The OPEC+ meeting is about to be held. What impact will it have on the crude oil market?



There is only one day left before the OPEC+ meeting that the market is paying attention to. For the market, this meeting will determine whether OPEC+ countries will continue to inc…

There is only one day left before the OPEC+ meeting that the market is paying attention to. For the market, this meeting will determine whether OPEC+ countries will continue to increase production and the extent of the increase, which will undoubtedly affect the direction of future changes in international oil prices. However, before the OPEC+ meeting, market uneasiness finally triggered a correction in crude oil prices, which was also a relatively large adjustment after the recent upward trend. All interviewees said that after the sharp rise in international oil prices in the early stage, a correction has become inevitable. In addition, there are currently many factors affecting oil prices, and future trends will still face greater uncertainty.

“Judging from the information currently disclosed in the market, the probability of reaching an increase in production at this OPEC+ meeting is quite high. The current tight supply in the crude oil market is becoming increasingly obvious. According to a report submitted to the United Nations The technical committee’s forecast shows that the supply gap in August will be about 1.7 million barrels per day, and the gap in the second half of the year will average 1.9 million barrels per day. The committee will review and possibly confirm these forecasts.” Yang An, head of energy and chemical R&D at Haitong Futures, said, The alliance is widely expected to agree to increase supply at Thursday’s meeting, but the amount remains uncertain.

Yang An said that at this stage, under the influence of the Delta mutant strain, the road to global economic recovery is still bumpy, and the market mentality may become cautious. Saudi Arabia has said it is prepared to intervene to help moderate inflation but will only proceed with caution as the market outlook remains fragile. The recurrence of the epidemic and the prospect of Iran’s resumption of exports have made OPEC+’s estimation more difficult.

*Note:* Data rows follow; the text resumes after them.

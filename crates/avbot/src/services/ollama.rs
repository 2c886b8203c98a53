//! Chat with a local Ollama model. Each room keeps its own model context.

use crate::error::CommandError;
use crate::format::markdown_render;
use crate::service::{BackgroundTask, Command, CommandRequest, CommandResult, Reply, Service, ServiceMeta};
use anyhow::Context;
use async_trait::async_trait;
use dashmap::DashMap;
use matrix_client::{ChatClient, HtmlMessage};
use serde::{Deserialize, Serialize};
use std::sync::Arc;
use tracing::{info, instrument, warn};

pub const SERVICE_TYPE: &str = "ollama";

/// Typing indicator timeout while a generation runs.
const TYPING_TIMEOUT_MS: u64 = 900_000;

/// Model context per room ID.
pub type OllamaContexts = Arc<DashMap<String, Vec<i64>>>;

#[derive(Debug, Clone, Serialize, Deserialize)]
pub struct OllamaConfig {
    #[serde(default = "default_host")]
    pub host: String,
    #[serde(default = "default_port")]
    pub port: u16,
    pub model: String,
    /// Upper bound on the context tokens kept per room.
    #[serde(default = "default_context_size")]
    pub context_size: usize,
}

impl Default for OllamaConfig {
    fn default() -> Self {
        Self {
            host: default_host(),
            port: default_port(),
            model: String::new(),
            context_size: default_context_size(),
        }
    }
}

fn default_host() -> String {
    "localhost".into()
}

fn default_port() -> u16 {
    11434
}

fn default_context_size() -> usize {
    2048
}

impl OllamaConfig {
    pub fn base_url(&self) -> String {
        let host = self.host.trim_end_matches('/');
        if host.starts_with("http://") || host.starts_with("https://") {
            format!("{}:{}", host, self.port)
        } else {
            format!("http://{}:{}", host, self.port)
        }
    }
}

#[derive(Debug, Serialize)]
struct GenerateRequest<'a> {
    model: &'a str,
    prompt: &'a str,
    context: &'a [i64],
    stream: bool,
}

#[derive(Debug, Deserialize)]
struct GenerateResponse {
    #[serde(default)]
    response: String,
    #[serde(default)]
    context: Vec<i64>,
}

pub struct OllamaService {
    meta: ServiceMeta,
    config: OllamaConfig,
    http: reqwest::Client,
    contexts: OllamaContexts,
}

impl OllamaService {
    pub fn new(meta: ServiceMeta, http: reqwest::Client, contexts: OllamaContexts) -> Self {
        Self {
            meta,
            config: OllamaConfig::default(),
            http,
            contexts,
        }
    }

    async fn generate(&self, room_id: &str, prompt: &str) -> Result<String, CommandError> {
        let context = self
            .contexts
            .get(room_id)
            .map(|c| c.value().clone())
            .unwrap_or_default();

        let request = GenerateRequest {
            model: &self.config.model,
            prompt,
            context: &context,
            stream: false,
        };

        let response: GenerateResponse = self
            .http
            .post(format!("{}/api/generate", self.config.base_url()))
            .json(&request)
            .send()
            .await?
            .error_for_status()?
            .json()
            .await?;

        let mut updated = context;
        updated.extend(response.context);
        if updated.len() > self.config.context_size {
            let excess = updated.len() - self.config.context_size;
            updated.drain(..excess);
        }
        self.contexts.insert(room_id.to_string(), updated);

        Ok(response.response)
    }

    #[instrument(skip(self, client, req), fields(room_id = %req.room_id))]
    async fn chat(&self, client: Arc<dyn ChatClient>, req: CommandRequest) -> CommandResult {
        let prompt = req.args.join(" ");

        if let Err(e) = client.user_typing(&req.room_id, true, TYPING_TIMEOUT_MS).await {
            warn!("Failed to set typing: {}", e);
        }
        let result = self.generate(&req.room_id, &prompt).await;
        if let Err(e) = client.user_typing(&req.room_id, false, 3000).await {
            warn!("Failed to clear typing: {}", e);
        }

        let answer = result?;
        let html = markdown_render(&answer);
        Ok(Some(Reply::Html(HtmlMessage::new("m.notice", answer, html))))
    }
}

#[async_trait]
impl Service for OllamaService {
    fn meta(&self) -> &ServiceMeta {
        &self.meta
    }

    fn load_config(&mut self, config: serde_json::Value) -> Result<(), serde_json::Error> {
        self.config = serde_json::from_value(config)?;
        Ok(())
    }

    fn config(&self) -> Result<serde_json::Value, serde_json::Error> {
        serde_json::to_value(&self.config)
    }

    fn commands(self: Arc<Self>, client: Arc<dyn ChatClient>) -> Vec<Command> {
        vec![Command::new(&["ollama"], move |req: CommandRequest| {
            let this = self.clone();
            let client = client.clone();
            async move { this.chat(client, req).await }
        })]
    }

    async fn register(
        &mut self,
        _old: Option<&dyn Service>,
        _client: Arc<dyn ChatClient>,
    ) -> anyhow::Result<Option<BackgroundTask>> {
        let url = format!("{}/api/tags", self.config.base_url());
        self.http
            .get(&url)
            .send()
            .await
            .and_then(|r| r.error_for_status())
            .with_context(|| format!("Failed to reach Ollama at {}", url))?;
        info!(service_id = %self.meta.service_id, model = %self.config.model, "Ollama server reachable");
        Ok(None)
    }
}

#[cfg(test)]
mod tests {
    use super::*;
    use crate::test_support::mock_client;
    use serde_json::json;
    use wiremock::matchers::{body_partial_json, method, path};
    use wiremock::{Mock, MockServer, ResponseTemplate};

    fn service(server: &MockServer, contexts: OllamaContexts, context_size: usize) -> OllamaService {
        let mut s = OllamaService::new(
            ServiceMeta::new("llm", SERVICE_TYPE, "@bot:x", ""),
            reqwest::Client::new(),
            contexts,
        );
        let address = server.address();
        s.load_config(json!({
            "host": address.ip().to_string(),
            "port": address.port(),
            "model": "llama3",
            "context_size": context_size
        }))
        .unwrap();
        s
    }

    #[test]
    fn test_base_url() {
        let mut config = OllamaConfig::default();
        assert_eq!(config.base_url(), "http://localhost:11434");
        config.host = "https://llm.example.org/".into();
        config.port = 443;
        assert_eq!(config.base_url(), "https://llm.example.org:443");
    }

    #[tokio::test]
    async fn test_register_checks_server() {
        let server = MockServer::start().await;
        Mock::given(method("GET"))
            .and(path("/api/tags"))
            .respond_with(ResponseTemplate::new(200).set_body_json(json!({ "models": [] })))
            .expect(1)
            .mount(&server)
            .await;

        let mut s = service(&server, Arc::default(), 10);
        assert!(s.register(None, Arc::new(mock_client("@bot:x"))).await.is_ok());
    }

    #[tokio::test]
    async fn test_register_fails_when_unreachable() {
        let server = MockServer::start().await;
        Mock::given(method("GET"))
            .and(path("/api/tags"))
            .respond_with(ResponseTemplate::new(503))
            .mount(&server)
            .await;

        let mut s = service(&server, Arc::default(), 10);
        assert!(s.register(None, Arc::new(mock_client("@bot:x"))).await.is_err());
    }

    #[tokio::test]
    async fn test_chat_keeps_bounded_room_context() {
        let server = MockServer::start().await;
        Mock::given(method("POST"))
            .and(path("/api/generate"))
            .and(body_partial_json(json!({ "model": "llama3", "prompt": "hi there", "stream": false })))
            .respond_with(ResponseTemplate::new(200).set_body_json(json!({
                "response": "**Hello**",
                "context": [4, 5, 6]
            })))
            .expect(1)
            .mount(&server)
            .await;

        let contexts: OllamaContexts = Arc::default();
        contexts.insert("!r:x".into(), vec![1, 2, 3]);
        let s = Arc::new(service(&server, contexts.clone(), 4));

        let mut client = mock_client("@bot:x");
        client
            .expect_user_typing()
            .withf(|room, _, _| room == "!r:x")
            .times(2)
            .returning(|_, _, _| Ok(()));
        let commands = s.commands(Arc::new(client));

        let reply = commands[0]
            .invoke(CommandRequest {
                room_id: "!r:x".into(),
                user_id: "@u:x".into(),
                args: vec!["hi".into(), "there".into()],
            })
            .await
            .unwrap()
            .unwrap();

        match reply {
            Reply::Html(msg) => {
                assert_eq!(msg.msgtype, "m.notice");
                assert_eq!(msg.body, "**Hello**");
                assert!(msg.formatted_body.contains("<strong>Hello</strong>"));
            }
            other => panic!("unexpected reply {:?}", other),
        }
        assert_eq!(*contexts.get("!r:x").unwrap(), vec![3, 4, 5, 6]);
    }
}
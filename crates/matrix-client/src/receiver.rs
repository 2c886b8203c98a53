//! Sync receiver with long polling.

use crate::client::{ChatClient, MatrixClient};
use crate::types::*;
use std::time::Duration;
use tokio::time::sleep;
use tokio_stream::Stream;
use tracing::{debug, error, info};

const INITIAL_BACKOFF: Duration = Duration::from_secs(1);
const MAX_BACKOFF: Duration = Duration::from_secs(60);
const PREVIEW_CHARS: usize = 50;

/// Receiver that long-polls `/sync` and yields new room activity.
///
/// The timeline of the very first sync is treated as history and skipped, so
/// commands sent while the bot was offline are not replayed.
pub struct SyncReceiver {
    client: MatrixClient,
    timeout: Duration,
}

impl SyncReceiver {
    /// Create a new sync receiver.
    pub fn new(client: MatrixClient, timeout: Duration) -> Self {
        Self { client, timeout }
    }

    /// Start receiving as an async stream.
    pub fn stream(self) -> impl Stream<Item = SyncItem> {
        async_stream::stream! {
            let mut since: Option<String> = None;
            let mut backoff = INITIAL_BACKOFF;

            loop {
                let response = match self.client.sync(since.as_deref(), self.timeout).await {
                    Ok(response) => {
                        backoff = INITIAL_BACKOFF;
                        response
                    }
                    Err(e) => {
                        error!("Sync error: {}", e);
                        sleep(backoff).await;
                        backoff = (backoff * 2).min(MAX_BACKOFF);
                        continue;
                    }
                };

                let initial = since.is_none();
                since = Some(response.next_batch.clone());

                for item in extract_items(self.client.user_id(), &response) {
                    match &item {
                        SyncItem::Message(_) if initial => continue,
                        SyncItem::Message(msg) => debug!(
                            "Received: {} from {} in {}",
                            preview(&msg.text),
                            msg.sender,
                            msg.room_id
                        ),
                        SyncItem::Invite(room_id) => info!("Invited to {}", room_id),
                    }
                    yield item;
                }
            }
        }
    }
}

/// First characters of a message body, cut on a character boundary.
fn preview(text: &str) -> String {
    text.chars().take(PREVIEW_CHARS).collect()
}

/// Pull invites and text messages not sent by `own_user_id` out of a sync
/// response. Rooms are visited in ID order.
pub fn extract_items(own_user_id: &str, response: &SyncResponse) -> Vec<SyncItem> {
    let mut items = Vec::new();

    let mut invites: Vec<&String> = response.rooms.invite.keys().collect();
    invites.sort();
    items.extend(invites.into_iter().map(|room_id| SyncItem::Invite(room_id.clone())));

    let mut joined: Vec<(&String, &JoinedRoom)> = response.rooms.join.iter().collect();
    joined.sort_by(|a, b| a.0.cmp(b.0));
    for (room_id, room) in joined {
        for event in &room.timeline.events {
            if event.sender == own_user_id {
                continue;
            }
            if let Some(msg) = RoomMessage::from_event(room_id, event) {
                items.push(SyncItem::Message(msg));
            }
        }
    }

    items
}
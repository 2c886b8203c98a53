//! Chat command routing.
//!
//! A message `!a b c d` is split into tokens and matched against the command
//! paths of every service visible to the sender. The longest path whose
//! segments equal the leading tokens wins; the remaining tokens become the
//! handler's arguments.

use crate::catalog::ServiceCatalog;
use crate::clients::ClientSet;
use crate::service::{Command, CommandRequest, Reply};
use tracing::{debug, error, warn};

/// Default trigger prefix.
pub const DEFAULT_TRIGGER: &str = "!";

/// Outcome of routing one message.
#[derive(Debug, PartialEq)]
pub enum Dispatch {
    /// Not a command, or no command path matched.
    NotFound,
    /// A handler ran. `None` means it produced no reply.
    Handled(Option<Reply>),
}

/// Pick the command with the longest path matching the leading `tokens`.
///
/// Segments compare case-sensitively and only as whole tokens. When two
/// commands declare the same path the later one wins.
pub fn find_command<'a>(commands: &'a [Command], tokens: &[&str]) -> Option<&'a Command> {
    let mut best: Option<&Command> = None;

    for command in commands {
        let path = &command.path;
        if path.is_empty() || path.len() > tokens.len() {
            continue;
        }
        if !path.iter().zip(tokens).all(|(seg, tok)| seg.as_str() == *tok) {
            continue;
        }
        match best {
            Some(current) if current.path.len() > path.len() => {}
            Some(current) if current.path == *path => {
                warn!("Command path {:?} is declared more than once", path);
                best = Some(command);
            }
            _ => best = Some(command),
        }
    }

    best
}

/// Routes chat messages to service commands.
#[derive(Clone)]
pub struct CommandRouter {
    catalog: ServiceCatalog,
    clients: ClientSet,
    trigger: String,
}

impl CommandRouter {
    pub fn new(catalog: ServiceCatalog, clients: ClientSet, trigger: impl Into<String>) -> Self {
        Self {
            catalog,
            clients,
            trigger: trigger.into(),
        }
    }

    pub fn trigger(&self) -> &str {
        &self.trigger
    }

    /// Route `text` sent by `user_id` in `room_id` to the bot account
    /// `bot_user_id`. Handler errors are turned into notices.
    pub async fn dispatch(&self, text: &str, room_id: &str, user_id: &str, bot_user_id: &str) -> Dispatch {
        let Some(stripped) = text.trim_start().strip_prefix(self.trigger.as_str()) else {
            return Dispatch::NotFound;
        };
        let tokens: Vec<&str> = stripped.split_whitespace().collect();
        if tokens.is_empty() {
            return Dispatch::NotFound;
        }

        let Some(client) = self.clients.get(bot_user_id) else {
            warn!(user_id = %bot_user_id, "No chat client for bot account");
            return Dispatch::NotFound;
        };

        let services = match self.catalog.load_all().await {
            Ok(services) => services,
            Err(e) => {
                error!("Failed to load services: {}", e);
                return Dispatch::NotFound;
            }
        };

        let commands: Vec<Command> = services
            .into_iter()
            .filter(|s| s.service_user_id() == bot_user_id)
            .filter(|s| s.access().allows(room_id, user_id))
            .flat_map(|s| s.commands(client.clone()))
            .collect();

        let Some(command) = find_command(&commands, &tokens) else {
            debug!(room_id = %room_id, "No command matches {:?}", tokens);
            return Dispatch::NotFound;
        };

        let args = tokens[command.path.len()..]
            .iter()
            .map(|s| s.to_string())
            .collect();
        let request = CommandRequest {
            room_id: room_id.to_string(),
            user_id: user_id.to_string(),
            args,
        };

        debug!(room_id = %room_id, user_id = %user_id, "Running command {:?}", command.path);
        match command.invoke(request).await {
            Ok(reply) => Dispatch::Handled(reply),
            Err(e) => {
                warn!(room_id = %room_id, "Command {:?} failed: {}", command.path, e);
                Dispatch::Handled(Some(Reply::notice(format!(
                    "Failed to handle command: {}",
                    e
                ))))
            }
        }
    }
}
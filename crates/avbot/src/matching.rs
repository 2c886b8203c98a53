//! Room bindings: which rooms receive events for which resources.
//!
//! A pattern is an exact `owner/name`, `owner/*` for every resource of one
//! owner, or `*` for everything.

use std::collections::BTreeMap;

/// A resource pattern parsed from a room binding key.
#[derive(Debug, Clone, PartialEq, Eq)]
pub enum ResourcePattern {
    Exact(String),
    Owner(String),
    Any,
}

impl ResourcePattern {
    pub fn parse(pattern: &str) -> Self {
        if pattern == "*" {
            return ResourcePattern::Any;
        }
        match pattern.strip_suffix("/*") {
            Some(owner) if !owner.is_empty() && !owner.contains('/') => {
                ResourcePattern::Owner(owner.to_string())
            }
            _ => ResourcePattern::Exact(pattern.to_string()),
        }
    }

    pub fn matches(&self, resource: &str) -> bool {
        match self {
            ResourcePattern::Exact(name) => name == resource,
            ResourcePattern::Owner(owner) => resource
                .split_once('/')
                .map_or(false, |(o, name)| o == owner && !name.is_empty()),
            ResourcePattern::Any => true,
        }
    }

    /// Higher is more specific.
    pub fn specificity(&self) -> u8 {
        match self {
            ResourcePattern::Exact(_) => 2,
            ResourcePattern::Owner(_) => 1,
            ResourcePattern::Any => 0,
        }
    }
}

/// Per-room resource bindings, each carrying a service-specific value
/// (e.g. a message template).
pub type RoomBindings<T> = BTreeMap<String, BTreeMap<String, T>>;

/// A room selected for a resource, with the most specific binding that
/// matched in that room.
#[derive(Debug, PartialEq)]
pub struct RoomMatch<'a, T> {
    pub room_id: &'a str,
    pub pattern: &'a str,
    pub value: &'a T,
}

/// Rooms interested in `resource`, in room ID order. Each room appears at most
/// once, with its most specific matching binding.
pub fn matching_rooms<'a, T>(bindings: &'a RoomBindings<T>, resource: &str) -> Vec<RoomMatch<'a, T>> {
    let mut out = Vec::new();
    for (room_id, patterns) in bindings {
        let best = patterns
            .iter()
            .map(|(key, value)| (ResourcePattern::parse(key), key, value))
            .filter(|(pattern, _, _)| pattern.matches(resource))
            .max_by_key(|(pattern, _, _)| pattern.specificity());

        if let Some((_, key, value)) = best {
            out.push(RoomMatch {
                room_id,
                pattern: key,
                value,
            });
        }
    }
    out
}

/// True if no room has any binding.
pub fn is_empty<T>(bindings: &RoomBindings<T>) -> bool {
    bindings.values().all(|patterns| patterns.is_empty())
}
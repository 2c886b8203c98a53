//! Live service instances rebuilt from persisted records.

use crate::error::ServiceError;
use crate::registry::ServiceRegistry;
use crate::service::Service;
use service_store::{ServiceRecord, ServiceStore};
use std::sync::Arc;
use tracing::warn;

/// The store paired with the registry that knows how to revive its records.
#[derive(Clone)]
pub struct ServiceCatalog {
    store: Arc<dyn ServiceStore>,
    registry: Arc<ServiceRegistry>,
}

impl ServiceCatalog {
    pub fn new(store: Arc<dyn ServiceStore>, registry: Arc<ServiceRegistry>) -> Self {
        Self { store, registry }
    }

    pub fn store(&self) -> &Arc<dyn ServiceStore> {
        &self.store
    }

    pub fn registry(&self) -> &Arc<ServiceRegistry> {
        &self.registry
    }

    /// Recreate an instance from its record and decode its configuration.
    pub fn instantiate(&self, record: &ServiceRecord) -> Result<Box<dyn Service>, ServiceError> {
        let mut service = self.registry.create_instance(
            &record.service_type,
            &record.service_id,
            &record.service_user_id,
            &record.webhook_endpoint_url,
        )?;
        service
            .load_config(record.config.clone())
            .map_err(|e| ServiceError::InvalidConfig(e.to_string()))?;
        Ok(service)
    }

    pub async fn load(&self, service_id: &str) -> Result<Option<Arc<dyn Service>>, ServiceError> {
        match self.store.load(service_id).await? {
            Some(record) => Ok(Some(Arc::from(self.instantiate(&record)?))),
            None => Ok(None),
        }
    }

    /// Every stored service in ID order. Records that no longer decode are
    /// logged and skipped.
    pub async fn load_all(&self) -> Result<Vec<Arc<dyn Service>>, ServiceError> {
        let records = self.store.load_all().await?;
        Ok(self.instantiate_all(&records))
    }

    pub async fn load_all_by_type(
        &self,
        service_type: &str,
    ) -> Result<Vec<Arc<dyn Service>>, ServiceError> {
        let records = self.store.load_all_by_type(service_type).await?;
        Ok(self.instantiate_all(&records))
    }

    fn instantiate_all(&self, records: &[ServiceRecord]) -> Vec<Arc<dyn Service>> {
        records
            .iter()
            .filter_map(|record| match self.instantiate(record) {
                Ok(service) => Some(Arc::from(service)),
                Err(e) => {
                    warn!(
                        service_id = %record.service_id,
                        service_type = %record.service_type,
                        "Skipping stored service: {}",
                        e
                    );
                    None
                }
            })
            .collect()
    }
}
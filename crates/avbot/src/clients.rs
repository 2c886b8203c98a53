//! Chat clients keyed by the bot account they act as.

use dashmap::DashMap;
use matrix_client::ChatClient;
use std::sync::Arc;

/// One chat client per bot account user ID.
#[derive(Default, Clone)]
pub struct ClientSet {
    clients: Arc<DashMap<String, Arc<dyn ChatClient>>>,
}

impl ClientSet {
    pub fn new() -> Self {
        Self::default()
    }

    pub fn insert(&self, client: Arc<dyn ChatClient>) {
        self.clients.insert(client.user_id().to_string(), client);
    }

    pub fn get(&self, user_id: &str) -> Option<Arc<dyn ChatClient>> {
        self.clients.get(user_id).map(|c| Arc::clone(c.value()))
    }

    pub fn len(&self) -> usize {
        self.clients.len()
    }

    pub fn is_empty(&self) -> bool {
        self.clients.is_empty()
    }
}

“At present, the market generally believes that this OPEC+ meeting will decide to increase production, but there are certain differences on the extent of the increase. Russia’s position is that the extent of the increase should be appropriately expanded , but Saudi Arabia has always maintained a relatively cautious attitude. According to the previous production increase schedule, this meeting will focus on increasing production by 500,000 barrels per day.” said Yu Pengsen, an energy and chemical analyst at Zhaojin Futures.

According to Matt Weller, a senior analyst at GAIN Capital Group, OPEC+ has promised to increase production by 2.1 million barrels per day from May to July. In addition, although OPEC+ may make adjustments to the July plan, it is more likely to fine-tune the August production plan at this week’s meeting. According to Reuters estimates, OPEC’s latest forecast shows a supply gap of 1.5 million barrels per day in August, so the organization has good reason to further increase production to meet growing demand. The International Energy Agency (IEA) predicts that the crude oil gap will be more serious in the third quarter, reaching 4.6 million barrels per day.

“Several investment banks expect OPEC+ to increase production by 500,000 barrels per day starting in August. This increase in production may still lead to insufficient supply in the global oil market and may provide support for higher oil prices. Since traders are focusing on the August production increase of 500,000 barrels per day, if the increase is less than expected, it may be good for oil prices; conversely, if the production increase reaches 750,000 barrels per day, it may have a short-term negative impact on oil prices .” said Matt Weller.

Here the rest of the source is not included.